-------- Data for this exercise --------

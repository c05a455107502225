//! Project command - compute UVs and dump the buffers as JSON
//!
//! The report mirrors what the renderer receives: raw UVs, tiled sampling
//! UVs and the per-vertex diagnostic flags.

use anyhow::{Context, Result};
use clap::Args;
use serde::Serialize;
use std::path::PathBuf;
use uvmap_projection::{ProjectionConfig, ProjectionSession};

use crate::args::ConfigArgs;

/// Arguments for the project command
#[derive(Args, Debug)]
pub struct ProjectArgs {
    #[command(flatten)]
    pub config: ConfigArgs,

    /// Write JSON here instead of stdout
    #[arg(short, long)]
    pub output: Option<PathBuf>,

    /// Pretty-print the JSON
    #[arg(long)]
    pub pretty: bool,
}

/// Serialized projection result
#[derive(Debug, Serialize)]
#[serde(rename_all = "camelCase")]
pub struct ProjectionReport {
    pub config: ProjectionConfig,
    pub summary: String,
    pub vertex_count: usize,
    pub triangle_count: usize,
    pub uvs: Vec<[f64; 2]>,
    pub sampling_uvs: Vec<[f64; 2]>,
    pub out_of_range: Vec<bool>,
    pub out_of_range_count: usize,
}

impl ProjectionReport {
    pub fn build(config: ProjectionConfig) -> Self {
        let session = ProjectionSession::new(config);
        let geometry = session.geometry();
        let out_of_range = session.out_of_range_flags();

        Self {
            config,
            summary: config.summary().to_string(),
            vertex_count: geometry.vertex_count(),
            triangle_count: geometry.triangle_count(),
            uvs: geometry.uvs().iter().map(|uv| uv.to_array()).collect(),
            sampling_uvs: session
                .sampling_uvs()
                .iter()
                .map(|uv| uv.to_array())
                .collect(),
            out_of_range_count: out_of_range.iter().filter(|&&f| f).count(),
            out_of_range,
        }
    }
}

/// Execute the project command
pub fn execute(args: ProjectArgs) -> Result<()> {
    let config = args.config.resolve()?;
    let report = ProjectionReport::build(config);
    log::info!(
        "{}: {} vertices, {} out of range",
        report.summary,
        report.vertex_count,
        report.out_of_range_count
    );

    let json = if args.pretty {
        serde_json::to_string_pretty(&report)?
    } else {
        serde_json::to_string(&report)?
    };

    match &args.output {
        Some(path) => std::fs::write(path, json)
            .with_context(|| format!("Failed to write report: {}", path.display()))?,
        None => println!("{}", json),
    }
    Ok(())
}

#[cfg(test)]
mod tests {
    use super::*;
    use uvmap_projection::{Axis, Projection, Shape};

    #[test]
    fn report_has_one_uv_per_vertex() {
        let report = ProjectionReport::build(ProjectionConfig::default());
        assert_eq!(report.vertex_count, 6534);
        assert_eq!(report.uvs.len(), report.vertex_count);
        assert_eq!(report.sampling_uvs.len(), report.vertex_count);
        assert_eq!(report.out_of_range.len(), report.vertex_count);
        assert_eq!(report.out_of_range_count, 0);
    }

    #[test]
    fn report_flags_with_tiling_and_no_repeat() {
        let report = ProjectionReport::build(ProjectionConfig {
            shape: Shape::Sphere,
            projection: Projection::Spherical,
            axis: Axis::Y,
            tiling: 2,
            repeat_texture: false,
            ..Default::default()
        });
        assert!(report.out_of_range_count > 0);
        for (uv, flagged) in report.sampling_uvs.iter().zip(&report.out_of_range) {
            let outside = uv.iter().any(|&c| !(0.0..=1.0).contains(&c));
            assert_eq!(outside, *flagged);
        }
    }

    #[test]
    fn execute_writes_camel_case_json() {
        let dir = tempfile::tempdir().unwrap();
        let path = dir.path().join("uvs.json");
        execute(ProjectArgs {
            config: ConfigArgs {
                projection: Some(Projection::Box),
                ..Default::default()
            },
            output: Some(path.clone()),
            pretty: false,
        })
        .unwrap();

        let value: serde_json::Value =
            serde_json::from_str(&std::fs::read_to_string(&path).unwrap()).unwrap();
        assert_eq!(value["vertexCount"], 6534);
        assert_eq!(value["config"]["projection"], "box");
        assert_eq!(value["summary"], "Box | cube");
        assert_eq!(value["samplingUvs"].as_array().map(Vec::len), Some(6534));
    }
}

--------

> **Work request**
A reply that repeats all the data exactly is required.

> **Answer to the exercise**
repository c05a455107502225
//! Project command - compute UVs and dump the buffers as JSON
//!
//! The report mirrors what the renderer receives: raw UVs, tiled sampling
//! UVs and the per-vertex diagnostic flags.

use anyhow::{Context, Result};
use clap::Args;
use serde::Serialize;
use std::path::PathBuf;
use uvmap_projection::{ProjectionConfig, ProjectionSession};

use crate::args::ConfigArgs;

/// Arguments for the project command
#[derive(Args, Debug)]
pub struct ProjectArgs {
    #[command(flatten)]
    pub config: ConfigArgs,

    /// Write JSON here instead of stdout
    #[arg(short, long)]
    pub output: Option<PathBuf>,

    /// Pretty-print the JSON
    #[arg(long)]
    pub pretty: bool,
}

/// Serialized projection result
#[derive(Debug, Serialize)]
#[serde(rename_all = "camelCase")]
pub struct ProjectionReport {
    pub config: ProjectionConfig,
    pub summary: String,
    pub vertex_count: usize,
    pub triangle_count: usize,
    pub uvs: Vec<[f64; 2]>,
    pub sampling_uvs: Vec<[f64; 2]>,
    pub out_of_range: Vec<bool>,
    pub out_of_range_count: usize,
}

impl ProjectionReport {
    pub fn build(config: ProjectionConfig) -> Self {
        let session = ProjectionSession::new(config);
        let geometry = session.geometry();
        let out_of_range = session.out_of_range_flags();

        Self {
            config,
            summary: config.summary().to_string(),
            vertex_count: geometry.vertex_count(),
            triangle_count: geometry.triangle_count(),
            uvs: geometry.uvs().iter().map(|uv| uv.to_array()).collect(),
            sampling_uvs: session
                .sampling_uvs()
                .iter()
                .map(|uv| uv.to_array())
                .collect(),
            out_of_range_count: out_of_range.iter().filter(|&&f| f).count(),
            out_of_range,
        }
    }
}

/// Execute the project command
pub fn execute(args: ProjectArgs) -> Result<()> {
    let config = args.config.resolve()?;
    let report = ProjectionReport::build(config);
    log::info!(
        "{}: {} vertices, {} out of range",
        report.summary,
        report.vertex_count,
        report.out_of_range_count
    );

    let json = if args.pretty {
        serde_json::to_string_pretty(&report)?
    } else {
        serde_json::to_string(&report)?
    };

    match &args.output {
        Some(path) => std::fs::write(path, json)
            .with_context(|| format!("Failed to write report: {}", path.display()))?,
        None => println!("{}", json),
    }
    Ok(())
}

#[cfg(test)]
mod tests {
    use super::*;
    use uvmap_projection::{Axis, Projection, Shape};

    #[test]
    fn report_has_one_uv_per_vertex() {
        let report = ProjectionReport::build(ProjectionConfig::default());
        assert_eq!(report.vertex_count, 6534);
        assert_eq!(report.uvs.len(), report.vertex_count);
        assert_eq!(report.sampling_uvs.len(), report.vertex_count);
        assert_eq!(report.out_of_range.len(), report.vertex_count);
        assert_eq!(report.out_of_range_count, 0);
    }

    #[test]
    fn report_flags_with_tiling_and_no_repeat() {
        let report = ProjectionReport::build(ProjectionConfig {
            shape: Shape::Sphere,
            projection: Projection::Spherical,
            axis: Axis::Y,
            tiling: 2,
            repeat_texture: false,
            ..Default::default()
        });
        assert!(report.out_of_range_count > 0);
        for (uv, flagged) in report.sampling_uvs.iter().zip(&report.out_of_range) {
            let outside = uv.iter().any(|&c| !(0.0..=1.0).contains(&c));
            assert_eq!(outside, *flagged);
        }
    }

    #[test]
    fn execute_writes_camel_case_json() {
        let dir = tempfile::tempdir().unwrap();
        let path = dir.path().join("uvs.json");
        execute(ProjectArgs {
            config: ConfigArgs {
                projection: Some(Projection::Box),
                ..Default::default()
            },
            output: Some(path.clone()),
            pretty: false,
        })
        .unwrap();

        let value: serde_json::Value =
            serde_json::from_str(&std::fs::read_to_string(&path).unwrap()).unwrap();
        assert_eq!(value["vertexCount"], 6534);
        assert_eq!(value["config"]["projection"], "box");
        assert_eq!(value["summary"], "Box | cube");
        assert_eq!(value["samplingUvs"].as_array().map(Vec::len), Some(6534));
    }
}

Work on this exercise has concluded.